Aim of the task – What lines in the entries below contain the word "ReconnectPolicy"? Copy all of them.

Data –

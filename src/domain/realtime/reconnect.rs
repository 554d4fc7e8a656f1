//! Bounded reconnection policy.
//!
//! | Setting | Default | Description |
//! |---------|---------|-------------|
//! | `max_attempts` | 5 | Consecutive failed attempts before giving up |
//! | `delay` | 1000ms | Wait before the next attempt |
//! | `backoff` | fixed | `Fixed` or `Exponential { max_delay }` |
//!
//! The cap counts every consecutive failed attempt, the first one included.
//! A successful connection resets the count.

use std::time::Duration;

/// How the delay grows between attempts.
#[derive(Debug, Clone, Copy, PartialEq, Eq)]
pub enum Backoff {
    /// Same delay before every retry.
    Fixed,
    /// Delay doubles per failure, capped at `max_delay`.
    Exponential { max_delay: Duration },
}

/// Attempt cap plus delay schedule.
#[derive(Debug, Clone, Copy, PartialEq, Eq)]
pub struct ReconnectPolicy {
    pub max_attempts: u32,
    pub delay: Duration,
    pub backoff: Backoff,
}

impl Default for ReconnectPolicy {
    fn default() -> Self {
        Self {
            max_attempts: 5,
            delay: Duration::from_millis(1000),
            backoff: Backoff::Fixed,
        }
    }
}

impl ReconnectPolicy {
    pub fn fixed(max_attempts: u32, delay: Duration) -> Self {
        Self {
            max_attempts,
            delay,
            backoff: Backoff::Fixed,
        }
    }

    pub fn exponential(max_attempts: u32, delay: Duration, max_delay: Duration) -> Self {
        Self {
            max_attempts,
            delay,
            backoff: Backoff::Exponential { max_delay },
        }
    }

    /// Delay to wait after the `failures`-th consecutive failure.
    pub fn delay_after(&self, failures: u32) -> Duration {
        match self.backoff {
            Backoff::Fixed => self.delay,
            Backoff::Exponential { max_delay } => {
                let exponent = failures.saturating_sub(1).min(16);
                self.delay
                    .checked_mul(1u32 << exponent)
                    .unwrap_or(max_delay)
                    .min(max_delay)
            }
        }
    }

    /// Starts a fresh series of attempts.
    pub fn schedule(&self) -> ReconnectSchedule {
        ReconnectSchedule {
            policy: *self,
            failures: 0,
        }
    }
}

/// Counts consecutive failures against a policy.
#[derive(Debug, Clone)]
pub struct ReconnectSchedule {
    policy: ReconnectPolicy,
    failures: u32,
}

impl ReconnectSchedule {
    /// Records a failed attempt.
    ///
    /// Returns the delay before the next attempt, or `None` once the cap
    /// has been reached and no further attempt may be made.
    pub fn record_failure(&mut self) -> Option<Duration> {
        self.failures = self.failures.saturating_add(1);
        if self.is_exhausted() {
            None
        } else {
            Some(self.policy.delay_after(self.failures))
        }
    }

    /// Clears the failure count after a successful connection.
    pub fn reset(&mut self) {
        self.failures = 0;
    }

    pub fn failures(&self) -> u32 {
        self.failures
    }

    pub fn is_exhausted(&self) -> bool {
        self.failures >= self.policy.max_attempts
    }
}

Output for this exercise –
pub struct ReconnectPolicy {
impl Default for ReconnectPolicy {
impl ReconnectPolicy {
    policy: ReconnectPolicy,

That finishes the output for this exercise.